# GOAL OF THE EXERCISE
Quote the entries below from the line with "if let Some(module)" through the line with "if let Some(path) = csr_csv", both ends included, and only those lines.
+++ SUPPLIED ENTRIES
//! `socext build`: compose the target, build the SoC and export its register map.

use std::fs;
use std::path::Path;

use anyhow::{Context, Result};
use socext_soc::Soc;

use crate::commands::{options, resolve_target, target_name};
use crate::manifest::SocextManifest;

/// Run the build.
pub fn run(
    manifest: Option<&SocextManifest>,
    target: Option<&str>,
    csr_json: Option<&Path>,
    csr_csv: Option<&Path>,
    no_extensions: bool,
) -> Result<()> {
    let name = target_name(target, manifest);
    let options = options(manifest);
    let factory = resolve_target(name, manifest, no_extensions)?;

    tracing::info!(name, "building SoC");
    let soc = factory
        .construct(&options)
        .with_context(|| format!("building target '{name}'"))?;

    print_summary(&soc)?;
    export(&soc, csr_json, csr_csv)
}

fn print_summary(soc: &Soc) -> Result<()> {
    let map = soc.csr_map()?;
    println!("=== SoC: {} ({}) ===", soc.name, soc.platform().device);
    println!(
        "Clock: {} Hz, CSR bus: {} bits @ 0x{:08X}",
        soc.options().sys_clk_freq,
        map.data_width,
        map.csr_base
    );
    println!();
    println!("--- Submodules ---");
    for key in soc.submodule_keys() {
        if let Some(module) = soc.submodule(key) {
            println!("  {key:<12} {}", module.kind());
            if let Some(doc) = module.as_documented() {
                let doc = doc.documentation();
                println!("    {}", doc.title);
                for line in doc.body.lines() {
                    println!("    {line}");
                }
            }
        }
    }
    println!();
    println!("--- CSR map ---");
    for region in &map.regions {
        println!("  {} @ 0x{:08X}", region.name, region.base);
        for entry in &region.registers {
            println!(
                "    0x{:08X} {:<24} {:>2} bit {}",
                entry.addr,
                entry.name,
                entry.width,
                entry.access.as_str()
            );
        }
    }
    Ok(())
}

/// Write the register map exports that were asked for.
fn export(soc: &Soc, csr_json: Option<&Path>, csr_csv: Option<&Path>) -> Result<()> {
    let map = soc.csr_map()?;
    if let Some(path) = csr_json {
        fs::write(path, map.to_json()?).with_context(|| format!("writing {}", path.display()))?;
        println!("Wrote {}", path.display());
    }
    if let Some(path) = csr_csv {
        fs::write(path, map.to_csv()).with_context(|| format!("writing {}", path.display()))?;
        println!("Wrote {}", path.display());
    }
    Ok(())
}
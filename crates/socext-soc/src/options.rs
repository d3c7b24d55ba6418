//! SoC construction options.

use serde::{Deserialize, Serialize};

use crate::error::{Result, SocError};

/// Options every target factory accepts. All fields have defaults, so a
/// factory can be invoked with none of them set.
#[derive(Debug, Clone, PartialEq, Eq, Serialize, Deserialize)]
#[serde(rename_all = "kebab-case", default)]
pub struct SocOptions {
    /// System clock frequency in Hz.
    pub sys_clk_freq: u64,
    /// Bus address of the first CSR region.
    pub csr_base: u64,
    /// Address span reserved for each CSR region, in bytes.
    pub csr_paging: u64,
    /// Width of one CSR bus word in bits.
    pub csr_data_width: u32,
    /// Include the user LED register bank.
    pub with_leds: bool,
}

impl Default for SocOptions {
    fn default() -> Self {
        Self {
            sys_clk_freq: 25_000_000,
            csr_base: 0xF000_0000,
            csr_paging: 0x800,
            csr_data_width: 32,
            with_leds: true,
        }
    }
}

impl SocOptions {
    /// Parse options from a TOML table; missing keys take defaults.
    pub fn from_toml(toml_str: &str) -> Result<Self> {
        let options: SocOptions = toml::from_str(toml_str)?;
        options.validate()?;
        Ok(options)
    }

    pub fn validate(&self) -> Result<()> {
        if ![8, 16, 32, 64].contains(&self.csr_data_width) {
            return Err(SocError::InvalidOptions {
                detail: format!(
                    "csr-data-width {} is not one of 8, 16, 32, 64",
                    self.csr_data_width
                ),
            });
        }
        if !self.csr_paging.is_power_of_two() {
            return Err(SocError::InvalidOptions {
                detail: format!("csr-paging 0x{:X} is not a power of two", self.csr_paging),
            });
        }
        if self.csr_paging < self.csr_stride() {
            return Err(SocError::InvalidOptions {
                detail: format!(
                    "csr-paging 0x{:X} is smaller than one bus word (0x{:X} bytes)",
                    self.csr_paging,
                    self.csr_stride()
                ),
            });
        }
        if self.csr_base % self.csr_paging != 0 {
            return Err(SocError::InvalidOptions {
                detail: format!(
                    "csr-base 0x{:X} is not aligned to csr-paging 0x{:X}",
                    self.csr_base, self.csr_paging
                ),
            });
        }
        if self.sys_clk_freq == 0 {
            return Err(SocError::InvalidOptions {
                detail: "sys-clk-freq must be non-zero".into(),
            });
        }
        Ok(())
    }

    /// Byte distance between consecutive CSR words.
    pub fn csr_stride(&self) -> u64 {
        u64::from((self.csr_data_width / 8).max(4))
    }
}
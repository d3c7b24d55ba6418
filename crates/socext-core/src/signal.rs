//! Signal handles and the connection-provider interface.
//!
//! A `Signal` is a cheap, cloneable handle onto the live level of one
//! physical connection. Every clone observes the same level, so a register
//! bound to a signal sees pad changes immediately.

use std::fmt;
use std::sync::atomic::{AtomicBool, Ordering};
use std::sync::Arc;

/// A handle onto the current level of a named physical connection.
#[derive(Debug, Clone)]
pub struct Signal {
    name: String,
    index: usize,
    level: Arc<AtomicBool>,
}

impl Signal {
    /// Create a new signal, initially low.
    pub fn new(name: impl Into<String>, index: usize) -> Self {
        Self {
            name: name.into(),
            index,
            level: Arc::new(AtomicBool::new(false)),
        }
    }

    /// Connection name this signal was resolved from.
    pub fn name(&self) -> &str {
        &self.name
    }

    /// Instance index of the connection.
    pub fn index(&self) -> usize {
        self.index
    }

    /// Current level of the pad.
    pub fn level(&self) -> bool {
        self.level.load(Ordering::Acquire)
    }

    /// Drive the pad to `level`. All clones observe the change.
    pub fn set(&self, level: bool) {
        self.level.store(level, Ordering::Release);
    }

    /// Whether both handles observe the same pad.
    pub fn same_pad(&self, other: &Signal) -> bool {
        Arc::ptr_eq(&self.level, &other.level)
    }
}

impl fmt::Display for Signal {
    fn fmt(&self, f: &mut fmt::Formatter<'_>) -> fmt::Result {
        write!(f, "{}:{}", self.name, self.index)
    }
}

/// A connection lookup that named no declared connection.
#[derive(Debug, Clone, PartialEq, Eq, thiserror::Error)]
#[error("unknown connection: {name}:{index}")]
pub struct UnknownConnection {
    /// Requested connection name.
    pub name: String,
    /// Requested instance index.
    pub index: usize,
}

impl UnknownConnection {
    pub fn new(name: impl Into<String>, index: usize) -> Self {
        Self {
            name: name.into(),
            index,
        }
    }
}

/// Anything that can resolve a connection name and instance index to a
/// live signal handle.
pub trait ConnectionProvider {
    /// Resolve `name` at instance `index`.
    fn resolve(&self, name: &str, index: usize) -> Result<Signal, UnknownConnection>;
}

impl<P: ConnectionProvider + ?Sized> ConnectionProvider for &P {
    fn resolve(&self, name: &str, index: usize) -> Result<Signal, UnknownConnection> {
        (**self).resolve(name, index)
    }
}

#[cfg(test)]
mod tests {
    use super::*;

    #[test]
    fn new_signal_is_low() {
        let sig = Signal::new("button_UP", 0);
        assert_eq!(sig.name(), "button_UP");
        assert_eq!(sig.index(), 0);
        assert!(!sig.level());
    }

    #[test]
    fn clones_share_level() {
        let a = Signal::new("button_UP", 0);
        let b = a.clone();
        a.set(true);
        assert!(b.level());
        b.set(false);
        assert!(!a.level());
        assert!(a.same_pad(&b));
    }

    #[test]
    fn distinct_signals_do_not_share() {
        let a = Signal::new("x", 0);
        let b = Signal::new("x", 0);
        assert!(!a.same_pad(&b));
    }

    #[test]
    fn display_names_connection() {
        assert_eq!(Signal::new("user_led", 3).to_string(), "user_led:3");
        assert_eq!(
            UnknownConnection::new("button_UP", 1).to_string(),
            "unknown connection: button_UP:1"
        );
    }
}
++++++
# RESULT OF THIS TASK
        if let Some(module) = soc.submodule(key) {
            println!("  {key:<12} {}", module.kind());
            if let Some(doc) = module.as_documented() {
                let doc = doc.documentation();
                println!("    {}", doc.title);
                for line in doc.body.lines() {
                    println!("    {line}");
                }
            }
        }
    }
    println!();
    println!("--- CSR map ---");
    for region in &map.regions {
        println!("  {} @ 0x{:08X}", region.name, region.base);
        for entry in &region.registers {
            println!(
                "    0x{:08X} {:<24} {:>2} bit {}",
                entry.addr,
                entry.name,
                entry.width,
                entry.access.as_str()
            );
        }
    }
    Ok(())
}

/// Write the register map exports that were asked for.
fn export(soc: &Soc, csr_json: Option<&Path>, csr_csv: Option<&Path>) -> Result<()> {
    let map = soc.csr_map()?;
    if let Some(path) = csr_json {
        fs::write(path, map.to_json()?).with_context(|| format!("writing {}", path.display()))?;
        println!("Wrote {}", path.display());
    }
    if let Some(path) = csr_csv {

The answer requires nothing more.